2/21/12Follow @xconomy

Watertown, MA-based Enanta Pharmaceuticals just took a step ahead in the hepatitis C drug development derby.

Enanta said today it has secured an exclusive deal with Novartis to co-develop an experimental hepatitis C drug, dubbed EDP-239, that’s designed to work by blocking a protein called NS5A. The deal provides Enanta with $34 million in upfront cash, another $440 million in milestone payments if the drug reaches certain goals, plus royalties on a double-digit percentage of worldwide product sales. Enanta has also retained the right to co-market the drug in the U.S. The product was recently cleared by regulators to start human clinical trials.

The alliance is just the latest in a feverish string of deals in the hepatitis C field. Within the past few months, Gilead Sciences made an $11 billion acquisition of Pharmasset, and Bristol-Myers Squibb acquired Inhibitex for $2.5 billion to obtain hepatitis C antiviral drugs from a class known as nucleotide polymerase inhibitors. Vertex Pharmaceuticals and Merck are attacking the virus with protease inhibitors that were approved by the FDA last year. Others, including Vertex and Roche, are testing another class of drugs known as non-nucleotide polymerase inhibitors—all in an effort to create a cocktail to stop the fast-mutating virus that causes chronic liver damage.
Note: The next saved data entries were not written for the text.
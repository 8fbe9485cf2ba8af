use scoreboard_lib::config::Config;
use scoreboard_lib::pipeline;

fn main() {
    env_logger::init();

    let config = match Config::load() {
        Ok(config) => config,
        Err(e) => {
            log::error!("{e}");
            std::process::exit(1);
        }
    };

    match pipeline::run(&config) {
        Ok(report) => {
            // The scheduler captures stdout; one line confirms the publish.
            println!(
                "published {} rows to {}",
                report.rows,
                report.output_path.display()
            );
        }
        Err(e) => {
            log::error!("leaderboard regeneration failed: {e}");
            std::process::exit(1);
        }
    }
}
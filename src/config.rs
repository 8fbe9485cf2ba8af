use crate::error::PipelineError;
use chrono::{DateTime, Utc};
use serde::{Deserialize, Serialize};
use std::env;
use std::fs;
use std::path::{Path, PathBuf};

/// Environment variable naming the config file. Unset means the default
/// path in the working directory.
pub const CONFIG_ENV: &str = "SCOREBOARD_CONFIG";

const DEFAULT_CONFIG_PATH: &str = "scoreboard.json";

const DEFAULT_TOP_N: u32 = 10;
const DEFAULT_QUERY_TIMEOUT_MS: u64 = 5_000;

/// "Last updated" display convention. The developer variant shows a bare
/// date; production shows a full UTC ISO-8601 instant.
#[derive(Debug, Clone, Copy, PartialEq, Eq, Serialize, Deserialize)]
#[serde(rename_all = "kebab-case")]
pub enum TimestampFormat {
    Date,
    UtcIso8601,
}

impl TimestampFormat {
    pub fn render(&self, now: DateTime<Utc>) -> String {
        match self {
            TimestampFormat::Date => now.format("%Y-%m-%d").to_string(),
            TimestampFormat::UtcIso8601 => now.format("%Y-%m-%dT%H:%M:%SZ").to_string(),
        }
    }
}

/// Run configuration. Every field has a developer-variant default so the
/// binary works from a checkout with no config file; production points
/// `SCOREBOARD_CONFIG` at a file with absolute paths.
#[derive(Debug, Clone, Serialize, Deserialize)]
#[serde(rename_all = "camelCase", default)]
pub struct Config {
    pub store_path: PathBuf,
    pub template_path: PathBuf,
    pub output_path: PathBuf,
    pub top_n: u32,
    pub timestamp_format: TimestampFormat,
    pub query_timeout_ms: u64,
}

impl Default for Config {
    fn default() -> Self {
        Self {
            store_path: PathBuf::from("scores.db"),
            template_path: PathBuf::from("templates/leaderboard.html"),
            output_path: PathBuf::from("public/leaderboard.html"),
            top_n: DEFAULT_TOP_N,
            timestamp_format: TimestampFormat::Date,
            query_timeout_ms: DEFAULT_QUERY_TIMEOUT_MS,
        }
    }
}

impl Config {
    /// Resolve and load the effective configuration.
    ///
    /// An explicitly configured path must exist; the default path falls back
    /// to built-in defaults when absent, since those are the developer
    /// variant.
    pub fn load() -> Result<Self, PipelineError> {
        match env::var(CONFIG_ENV) {
            Ok(path) => {
                let path = PathBuf::from(path);
                if !path.exists() {
                    return Err(PipelineError::Config(format!(
                        "{CONFIG_ENV} points at {} which does not exist",
                        path.display()
                    )));
                }
                Self::load_from(&path)
            }
            Err(_) => {
                let path = Path::new(DEFAULT_CONFIG_PATH);
                if path.exists() {
                    Self::load_from(path)
                } else {
                    Ok(Self::default())
                }
            }
        }
    }

    pub fn load_from(path: &Path) -> Result<Self, PipelineError> {
        let raw = fs::read_to_string(path)
            .map_err(|e| PipelineError::Config(format!("failed to read {}: {e}", path.display())))?;
        let mut config: Config = serde_json::from_str(&raw)
            .map_err(|e| PipelineError::Config(format!("failed to parse {}: {e}", path.display())))?;
        config.sanitize();
        Ok(config)
    }

    fn sanitize(&mut self) {
        self.top_n = self.top_n.clamp(1, 100);
        self.query_timeout_ms = self.query_timeout_ms.clamp(100, 60_000);
    }
}

#[cfg(test)]
mod tests {
    use super::*;

    #[test]
    fn defaults_are_the_developer_variant() {
        let config = Config::default();
        assert_eq!(config.top_n, 10);
        assert_eq!(config.timestamp_format, TimestampFormat::Date);
        assert_eq!(config.store_path, PathBuf::from("scores.db"));
    }

    #[test]
    fn parses_production_variant_and_fills_missing_fields() {
        let dir = tempfile::tempdir().expect("temp dir");
        let path = dir.path().join("scoreboard.json");
        fs::write(
            &path,
            r#"{
                "storePath": "/var/lib/game/scores.db",
                "templatePath": "/etc/scoreboard/leaderboard.html",
                "outputPath": "/srv/www/leaderboard.html",
                "timestampFormat": "utc-iso8601"
            }"#,
        )
        .expect("write config");

        let config = Config::load_from(&path).expect("load config");
        assert_eq!(config.store_path, PathBuf::from("/var/lib/game/scores.db"));
        assert_eq!(config.timestamp_format, TimestampFormat::UtcIso8601);
        assert_eq!(config.top_n, 10, "missing topN falls back to default");
        assert_eq!(config.query_timeout_ms, 5_000);
    }

    #[test]
    fn sanitize_clamps_out_of_range_values() {
        let dir = tempfile::tempdir().expect("temp dir");
        let path = dir.path().join("scoreboard.json");
        fs::write(&path, r#"{ "topN": 0, "queryTimeoutMs": 999999999 }"#).expect("write config");

        let config = Config::load_from(&path).expect("load config");
        assert_eq!(config.top_n, 1);
        assert_eq!(config.query_timeout_ms, 60_000);
    }

    #[test]
    fn malformed_config_is_a_config_error() {
        let dir = tempfile::tempdir().expect("temp dir");
        let path = dir.path().join("scoreboard.json");
        fs::write(&path, "{ not json").expect("write config");

        let err = Config::load_from(&path).expect_err("parse should fail");
        assert!(matches!(err, PipelineError::Config(_)));
    }

    #[test]
    fn timestamp_formats_match_their_deployment_variants() {
        let now = DateTime::parse_from_rfc3339("2026-08-07T14:30:05Z")
            .expect("timestamp")
            .with_timezone(&Utc);
        assert_eq!(TimestampFormat::Date.render(now), "2026-08-07");
        assert_eq!(
            TimestampFormat::UtcIso8601.render(now),
            "2026-08-07T14:30:05Z"
        );
    }
}
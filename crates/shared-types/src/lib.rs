//! # Shared Types Crate
//!
//! Identifier newtypes and the small vocabulary every crate in the workspace
//! agrees on.
//!
//! ## Design Principles
//!
//! - **Single Source of Truth**: cross-crate types are defined here only.
//! - **Typed identifiers**: an `AppointmentId` can never be passed where a
//!   `ClosureId` is expected.
//! - **Clinic-day scoping**: every queue mutation is scoped to a [`DayKey`].

pub mod entities;
pub mod errors;

pub use entities::*;
pub use errors::*;
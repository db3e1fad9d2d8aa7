//! Event sink adapters.
//!
//! Forward committed queue events to the shared bus.

use crate::ports::QueueEventSink;
use async_trait::async_trait;
use shared_bus::{EventPublisher, QueueEvent};
use std::sync::Arc;
use tracing::debug;

/// Publishes to any [`EventPublisher`], typically the in-memory bus.
pub struct BusEventSink<P: EventPublisher + ?Sized> {
    bus: Arc<P>,
}

impl<P: EventPublisher + ?Sized> BusEventSink<P> {
    pub fn new(bus: Arc<P>) -> Self {
        Self { bus }
    }
}

#[async_trait]
impl<P: EventPublisher + ?Sized> QueueEventSink for BusEventSink<P> {
    async fn publish_all(&self, events: Vec<QueueEvent>) -> usize {
        let mut delivered = 0;
        for event in events {
            let name = event.name();
            let receivers = self.bus.publish(event).await;
            if receivers > 0 {
                delivered += 1;
            }
            debug!(event = name, receivers, "Queue event forwarded");
        }
        delivered
    }
}

/// No-op sink for running without an event bus.
#[derive(Debug, Clone, Copy, Default)]
pub struct NoOpEventSink;

#[async_trait]
impl QueueEventSink for NoOpEventSink {
    async fn publish_all(&self, _events: Vec<QueueEvent>) -> usize {
        0
    }
}
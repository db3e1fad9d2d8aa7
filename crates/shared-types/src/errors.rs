//! # Error Types
//!
//! Parsing errors for the shared vocabulary.

use thiserror::Error;

/// Errors raised while parsing shared types from their string form.
#[derive(Debug, Clone, PartialEq, Eq, Error)]
pub enum ParseError {
    /// Identifier was not a valid UUID.
    #[error("Invalid identifier '{value}': {reason}")]
    InvalidId { value: String, reason: String },

    /// Status code did not match any known queue status.
    #[error("Unknown queue status: {0}")]
    UnknownStatus(String),

    /// Identifier was empty.
    #[error("Empty {kind} identifier")]
    Empty { kind: &'static str },
}
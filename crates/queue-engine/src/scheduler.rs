//! # Grace-Period Scheduler
//!
//! Turns absences whose grace period lapsed into no-shows.
//!
//! Deadlines arrive two ways: `PatientMarkedAbsent` events from the bus,
//! and periodic sweeps of open absences in storage (which also recover
//! deadlines after a restart). Due deadlines go through
//! [`QueueService::expire_absence`], the same locked, compare-and-swap
//! guarded path as staff commands. An entry that moved on in the
//! meantime is left alone.

use crate::config::SchedulerConfig;
use crate::domain::{ExpiryOutcome, ExpirySkip, PendingExpiry, QueueResult};
use crate::ports::{QueueEventSink, QueueRepository, TimeSource};
use crate::service::QueueService;
use chrono::{DateTime, Utc};
use parking_lot::Mutex;
use shared_bus::{QueueEvent, Subscription};
use shared_types::{AppointmentId, DayKey, QueueStatus};
use std::cmp::Reverse;
use std::collections::{BinaryHeap, HashSet};
use std::sync::atomic::{AtomicU64, Ordering};
use std::sync::Arc;
use tokio::sync::watch;
use tokio::time::MissedTickBehavior;
use tracing::{debug, info, warn};

#[derive(Debug, Clone, PartialEq, Eq, PartialOrd, Ord)]
struct Deadline {
    due: DateTime<Utc>,
    appointment_id: AppointmentId,
    day: DayKey,
}

impl From<PendingExpiry> for Deadline {
    fn from(pending: PendingExpiry) -> Self {
        Self {
            due: pending.grace_period_ends_at,
            appointment_id: pending.appointment_id,
            day: pending.day,
        }
    }
}

/// What one tick did.
#[derive(Debug, Clone, Default, PartialEq, Eq)]
pub struct TickReport {
    pub expired: Vec<AppointmentId>,
    /// Deadlines whose entry had already moved on.
    pub skipped: usize,
    /// Attempts that failed and were re-queued.
    pub failed: usize,
}

impl TickReport {
    pub fn is_empty(&self) -> bool {
        self.expired.is_empty() && self.skipped == 0 && self.failed == 0
    }
}

pub struct GracePeriodScheduler<R, E, T> {
    service: Arc<QueueService<R, E, T>>,
    config: SchedulerConfig,
    deadlines: Mutex<BinaryHeap<Reverse<Deadline>>>,
    tracked: Mutex<HashSet<(AppointmentId, DateTime<Utc>)>>,
    ticks: AtomicU64,
}

impl<R, E, T> GracePeriodScheduler<R, E, T>
where
    R: QueueRepository,
    E: QueueEventSink,
    T: TimeSource,
{
    pub fn new(service: Arc<QueueService<R, E, T>>, config: SchedulerConfig) -> Self {
        if let Err(e) = config.validate() {
            warn!(error = %e, "Scheduler config out of range, clamping");
        }
        Self {
            service,
            config,
            deadlines: Mutex::new(BinaryHeap::new()),
            tracked: Mutex::new(HashSet::new()),
            ticks: AtomicU64::new(0),
        }
    }

    /// Start tracking a deadline. Returns false if it was already tracked.
    pub fn track(&self, pending: PendingExpiry) -> bool {
        let key = (pending.appointment_id, pending.grace_period_ends_at);
        if !self.tracked.lock().insert(key) {
            return false;
        }
        self.deadlines.lock().push(Reverse(pending.into()));
        true
    }

    /// Pick up deadlines from bus events.
    pub fn observe(&self, event: &QueueEvent) {
        if let QueueEvent::PatientMarkedAbsent {
            meta,
            appointment_id,
            grace_period_ends_at,
            ..
        } = event
        {
            let added = self.track(PendingExpiry {
                day: meta.day(),
                appointment_id: *appointment_id,
                grace_period_ends_at: *grace_period_ends_at,
            });
            if added {
                debug!(appointment_id = %appointment_id, due = %grace_period_ends_at, "Deadline tracked");
            }
        }
    }

    pub fn pending_count(&self) -> usize {
        self.deadlines.lock().len()
    }

    pub fn next_due(&self) -> Option<DateTime<Utc>> {
        self.deadlines.lock().peek().map(|Reverse(d)| d.due)
    }

    /// Reload open absences from storage. Returns how many were new.
    pub async fn sweep(&self) -> QueueResult<usize> {
        let open = self.service.repository().open_absences().await?;
        Ok(open
            .into_iter()
            .filter(|pending| self.track(pending.clone()))
            .count())
    }

    /// Expire every deadline that is due now.
    pub async fn tick(&self) -> TickReport {
        let tick = self.ticks.fetch_add(1, Ordering::Relaxed);
        if tick % self.config.sweep_period() == 0 {
            match self.sweep().await {
                Ok(0) => {}
                Ok(found) => debug!(found, "Sweep recovered deadlines"),
                Err(e) => warn!(error = %e, "Open-absence sweep failed"),
            }
        }

        let now = self.service.now();
        let due = self.take_due(now);
        let mut report = TickReport::default();

        for deadline in due {
            match self.expire(&deadline).await {
                Ok(ExpiryOutcome::Expired(entry)) => report.expired.push(entry.id),
                Ok(ExpiryOutcome::Skipped(reason)) => {
                    debug!(appointment_id = %deadline.appointment_id, ?reason, "Expiry skipped");
                    report.skipped += 1;
                }
                Err(e) => {
                    warn!(
                        appointment_id = %deadline.appointment_id,
                        error = %e,
                        "Expiry failed, retrying next tick"
                    );
                    report.failed += 1;
                    self.requeue(deadline);
                }
            }
        }
        report
    }

    /// Tick until shutdown, absorbing bus events in between.
    pub async fn run(self: Arc<Self>, mut events: Subscription, mut shutdown: watch::Receiver<bool>) {
        let mut ticker = tokio::time::interval(self.config.tick_interval());
        ticker.set_missed_tick_behavior(MissedTickBehavior::Skip);
        let mut bus_open = true;
        info!(tick_ms = self.config.tick_interval_ms, "Grace-period scheduler started");

        loop {
            tokio::select! {
                _ = ticker.tick() => {
                    let report = self.tick().await;
                    if !report.is_empty() {
                        info!(
                            expired = report.expired.len(),
                            skipped = report.skipped,
                            failed = report.failed,
                            "Grace-period tick"
                        );
                    }
                }
                event = events.recv(), if bus_open => match event {
                    Some(event) => self.observe(&event),
                    None => {
                        warn!("Event bus closed, relying on storage sweeps");
                        bus_open = false;
                    }
                },
                changed = shutdown.changed() => {
                    if changed.is_err() || *shutdown.borrow() {
                        break;
                    }
                }
            }
        }
        info!(pending = self.pending_count(), "Grace-period scheduler stopped");
    }

    fn take_due(&self, now: DateTime<Utc>) -> Vec<Deadline> {
        let mut heap = self.deadlines.lock();
        let mut due = Vec::new();
        while heap.peek().is_some_and(|Reverse(d)| d.due <= now) {
            if let Some(Reverse(deadline)) = heap.pop() {
                due.push(deadline);
            }
        }
        drop(heap);

        let mut tracked = self.tracked.lock();
        for deadline in &due {
            tracked.remove(&(deadline.appointment_id, deadline.due));
        }
        due
    }

    fn requeue(&self, deadline: Deadline) {
        self.tracked
            .lock()
            .insert((deadline.appointment_id, deadline.due));
        self.deadlines.lock().push(Reverse(deadline));
    }

    async fn expire(&self, deadline: &Deadline) -> QueueResult<ExpiryOutcome> {
        // Observe the current version, then let the service compare-and-swap on it.
        let snapshot = self.service.repository().snapshot(&deadline.day).await?;
        let Some(entry) = snapshot.entry(&deadline.appointment_id) else {
            return Ok(ExpiryOutcome::Skipped(ExpirySkip::Superseded));
        };
        if entry.status != QueueStatus::Absent {
            return Ok(ExpiryOutcome::Skipped(ExpirySkip::Superseded));
        }
        let version = entry.version;
        self.service
            .expire_absence(&deadline.day, deadline.appointment_id, version)
            .await
    }
}

#[cfg(test)]
mod tests {
    use super::*;
    use crate::ports::{MarkAbsentRequest, QueueApi};
    use crate::adapters::InMemoryQueueRepository;
    use crate::test_utils::{check_in, harness, Harness, MockTimeSource, RecordingEventSink};
    use chrono::Duration;
    use shared_types::StaffId;

    type TestScheduler =
        GracePeriodScheduler<InMemoryQueueRepository, RecordingEventSink, Arc<MockTimeSource>>;

    fn scheduler(h: &Harness) -> TestScheduler {
        GracePeriodScheduler::new(h.service.clone(), SchedulerConfig::default())
    }

    async fn absent(h: &Harness, minutes: u32) -> AppointmentId {
        let id = check_in(h, "dr-lee", "p-1").await;
        h.service
            .mark_absent(MarkAbsentRequest {
                appointment_id: id,
                performed_by: StaffId::from("front-desk"),
                grace_period_minutes: Some(minutes),
                reason: None,
            })
            .await
            .unwrap();
        id
    }

    #[tokio::test]
    async fn test_sweep_recovers_deadlines_and_expires_when_due() {
        let h = harness();
        let id = absent(&h, 10).await;
        let scheduler = scheduler(&h);

        // First tick sweeps storage; nothing is due yet.
        assert!(scheduler.tick().await.is_empty());
        assert_eq!(scheduler.pending_count(), 1);

        h.clock.advance(Duration::minutes(10));
        let report = scheduler.tick().await;
        assert_eq!(report.expired, vec![id]);
        assert_eq!(scheduler.pending_count(), 0);

        let entry = h.service.query().entry(&id).await.unwrap();
        assert_eq!(entry.status, QueueStatus::NoShow);
        assert!(h.events.names().contains(&"PatientAutoCancelled"));
    }

    #[tokio::test]
    async fn test_zero_sweep_period_sweeps_every_tick() {
        let h = harness();
        let scheduler = GracePeriodScheduler::new(
            h.service.clone(),
            SchedulerConfig {
                tick_interval_ms: 0,
                sweep_every_ticks: 0,
            },
        );

        assert!(scheduler.tick().await.is_empty());
        let id = absent(&h, 5).await;
        scheduler.tick().await;
        assert_eq!(scheduler.pending_count(), 1);

        h.clock.advance(Duration::minutes(5));
        assert_eq!(scheduler.tick().await.expired, vec![id]);
    }

    #[tokio::test]
    async fn test_returned_patient_is_left_alone() {
        let h = harness();
        let id = absent(&h, 5).await;
        let scheduler = scheduler(&h);
        scheduler.sweep().await.unwrap();

        h.clock.advance(Duration::minutes(6));
        h.service
            .handle_late_arrival(id, &StaffId::from("front-desk"))
            .await
            .unwrap();

        let report = scheduler.tick().await;
        assert!(report.expired.is_empty());
        assert_eq!(report.skipped, 1);
        let entry = h.service.query().entry(&id).await.unwrap();
        assert_eq!(entry.status, QueueStatus::Waiting);
    }

    #[tokio::test]
    async fn test_stale_version_is_superseded() {
        let h = harness();
        let id = absent(&h, 1).await;
        h.clock.advance(Duration::minutes(2));

        let day = h.day.clone();
        let outcome = h.service.expire_absence(&day, id, 0).await.unwrap();
        assert_eq!(outcome, ExpiryOutcome::Skipped(ExpirySkip::Superseded));
    }

    #[tokio::test]
    async fn test_not_due_yet() {
        let h = harness();
        let id = absent(&h, 10).await;
        let version = h.service.query().entry(&id).await.unwrap().version;

        let day = h.day.clone();
        let outcome = h.service.expire_absence(&day, id, version).await.unwrap();
        assert_eq!(outcome, ExpiryOutcome::Skipped(ExpirySkip::NotDue));
    }

    #[tokio::test]
    async fn test_observe_tracks_once() {
        let h = harness();
        let mut sub = h.bus.subscribe(shared_bus::EventFilter::all());
        let scheduler = scheduler(&h);
        absent(&h, 10).await;

        for event in sub.drain() {
            scheduler.observe(&event);
            scheduler.observe(&event);
        }
        assert_eq!(scheduler.pending_count(), 1);
        assert_eq!(scheduler.sweep().await.unwrap(), 0);
    }

    #[tokio::test]
    async fn test_failed_expiry_is_requeued() {
        let h = harness();
        absent(&h, 1).await;
        let scheduler = scheduler(&h);
        scheduler.sweep().await.unwrap();
        h.clock.advance(Duration::minutes(1));

        h.repository.fail_next_commits(1);
        let report = scheduler.tick().await;
        assert_eq!(report.failed, 1);
        assert_eq!(scheduler.pending_count(), 1);

        let report = scheduler.tick().await;
        assert_eq!(report.expired.len(), 1);
    }
}
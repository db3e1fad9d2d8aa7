//! # In-Memory Queue Repository
//!
//! Per clinic-day slots with a writer lease and a copy-on-write committed
//! state. Readers clone an `Arc` of the latest revision and never wait on
//! writers; writers queue on the lease with a bounded wait.

use crate::domain::{DayState, OverrideAudit, PendingExpiry, QueueError, QueueResult};
use crate::ports::{CommitReceipt, DayTransaction, QueueRepository};
use async_trait::async_trait;
use dashmap::DashMap;
use parking_lot::RwLock;
use shared_types::{AppointmentId, ClosureId, DayKey};
use std::sync::atomic::{AtomicU64, AtomicUsize, Ordering};
use std::sync::Arc;
use std::time::Duration;
use tokio::sync::Mutex;
use tracing::{debug, warn};

/// Committed data of one clinic day.
struct Committed {
    state: Arc<DayState>,
    audits: Vec<OverrideAudit>,
}

struct DaySlot {
    writer: Arc<Mutex<()>>,
    committed: RwLock<Committed>,
}

impl DaySlot {
    fn new(day: DayKey) -> Self {
        Self {
            writer: Arc::new(Mutex::new(())),
            committed: RwLock::new(Committed {
                state: Arc::new(DayState::new(day)),
                audits: Vec::new(),
            }),
        }
    }
}

/// Repository backed by process memory.
#[derive(Default)]
pub struct InMemoryQueueRepository {
    days: DashMap<DayKey, Arc<DaySlot>>,
    appointments: DashMap<AppointmentId, DayKey>,
    closures: DashMap<ClosureId, DayKey>,
    /// Remaining commits to fail on purpose.
    failing_commits: AtomicUsize,
    commits: AtomicU64,
}

impl InMemoryQueueRepository {
    pub fn new() -> Self {
        Self::default()
    }

    /// Make the next `count` commits fail with a storage error.
    pub fn fail_next_commits(&self, count: usize) {
        self.failing_commits.store(count, Ordering::SeqCst);
    }

    /// Number of successful commits.
    pub fn commit_count(&self) -> u64 {
        self.commits.load(Ordering::Relaxed)
    }

    /// Days with any stored state.
    pub fn days(&self) -> Vec<DayKey> {
        self.days.iter().map(|e| e.key().clone()).collect()
    }

    fn slot(&self, day: &DayKey) -> Arc<DaySlot> {
        let slot = self
            .days
            .entry(day.clone())
            .or_insert_with(|| Arc::new(DaySlot::new(day.clone())));
        Arc::clone(slot.value())
    }

    fn take_injected_failure(&self) -> bool {
        self.failing_commits
            .fetch_update(Ordering::SeqCst, Ordering::SeqCst, |n| n.checked_sub(1))
            .is_ok()
    }
}

#[async_trait]
impl QueueRepository for InMemoryQueueRepository {
    async fn begin(&self, day: &DayKey, lock_timeout: Duration) -> QueueResult<DayTransaction> {
        let slot = self.slot(day);
        let lease = match tokio::time::timeout(lock_timeout, slot.writer.clone().lock_owned()).await
        {
            Ok(lease) => lease,
            Err(_) => {
                warn!(day = %day, waited_ms = lock_timeout.as_millis() as u64, "Writer lock timed out");
                return Err(QueueError::LockTimeout {
                    day: day.clone(),
                    waited_ms: lock_timeout.as_millis() as u64,
                });
            }
        };
        let working = slot.committed.read().state.as_ref().clone();
        Ok(DayTransaction::new(working, lease))
    }

    async fn commit(&self, tx: DayTransaction) -> QueueResult<CommitReceipt> {
        let parts = tx.into_parts();
        let day = parts.state.day.clone();

        if self.take_injected_failure() {
            warn!(day = %day, "Commit failed, changes discarded");
            return Err(QueueError::storage("injected commit failure"));
        }

        let slot = self.slot(&day);
        let mut committed = slot.committed.write();
        if committed.state.revision != parts.base_revision {
            return Err(QueueError::conflict(
                format!(
                    "revision moved from {} to {}",
                    parts.base_revision, committed.state.revision
                ),
                Vec::new(),
            ));
        }

        let mut state = parts.state;
        state.revision = parts.base_revision + 1;
        for entry in state.entries() {
            self.appointments.entry(entry.id).or_insert_with(|| day.clone());
        }
        for closure in state.closures() {
            self.closures.entry(closure.id).or_insert_with(|| day.clone());
        }

        let revision = state.revision;
        committed.audits.extend(parts.audits.iter().cloned());
        committed.state = Arc::new(state);
        drop(committed);

        self.commits.fetch_add(1, Ordering::Relaxed);
        debug!(
            day = %day,
            revision,
            audits = parts.audits.len(),
            events = parts.events.len(),
            "Committed"
        );

        Ok(CommitReceipt::new(
            revision,
            parts.audits,
            parts.events,
            parts.lease,
        ))
    }

    async fn snapshot(&self, day: &DayKey) -> QueueResult<Arc<DayState>> {
        match self.days.get(day) {
            Some(slot) => Ok(Arc::clone(&slot.committed.read().state)),
            None => Ok(Arc::new(DayState::new(day.clone()))),
        }
    }

    async fn locate(&self, appointment_id: &AppointmentId) -> QueueResult<Option<DayKey>> {
        Ok(self.appointments.get(appointment_id).map(|d| d.value().clone()))
    }

    async fn locate_closure(&self, closure_id: &ClosureId) -> QueueResult<Option<DayKey>> {
        Ok(self.closures.get(closure_id).map(|d| d.value().clone()))
    }

    async fn audit_trail(&self, day: &DayKey) -> QueueResult<Vec<OverrideAudit>> {
        Ok(self
            .days
            .get(day)
            .map(|slot| slot.committed.read().audits.clone())
            .unwrap_or_default())
    }

    async fn open_absences(&self) -> QueueResult<Vec<PendingExpiry>> {
        let slots: Vec<Arc<DaySlot>> = self.days.iter().map(|e| Arc::clone(e.value())).collect();
        let mut pending = Vec::new();
        for slot in slots {
            let state = Arc::clone(&slot.committed.read().state);
            pending.extend(state.open_absences().map(|a| PendingExpiry {
                day: state.day.clone(),
                appointment_id: a.appointment_id,
                grace_period_ends_at: a.grace_period_ends_at,
            }));
        }
        pending.sort_by_key(|p| p.grace_period_ends_at);
        Ok(pending)
    }
}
NS5A is a protein that scientists say plays a critical role in hepatitis C viral replication, and the body’s ability to respond to traditional interferon therapy. The class has a few other well-known rivals in development, from Bristol-Myers, Cambridge, MA-based Idenix Pharmaceuticals, and San Francisco-based Presidio Pharmaceuticals.

“We believe EDP-239 has great potential as a potent ingredient in combination drug therapy, and our preclinical studies have demonstrated high potency against multiple genotypes of the virus, excellent safety profile and a preclinical pharmacokinetic profile amenable to once-a-day dosing in humans,” said Jay Luly, Enanta’s CEO, in a statement.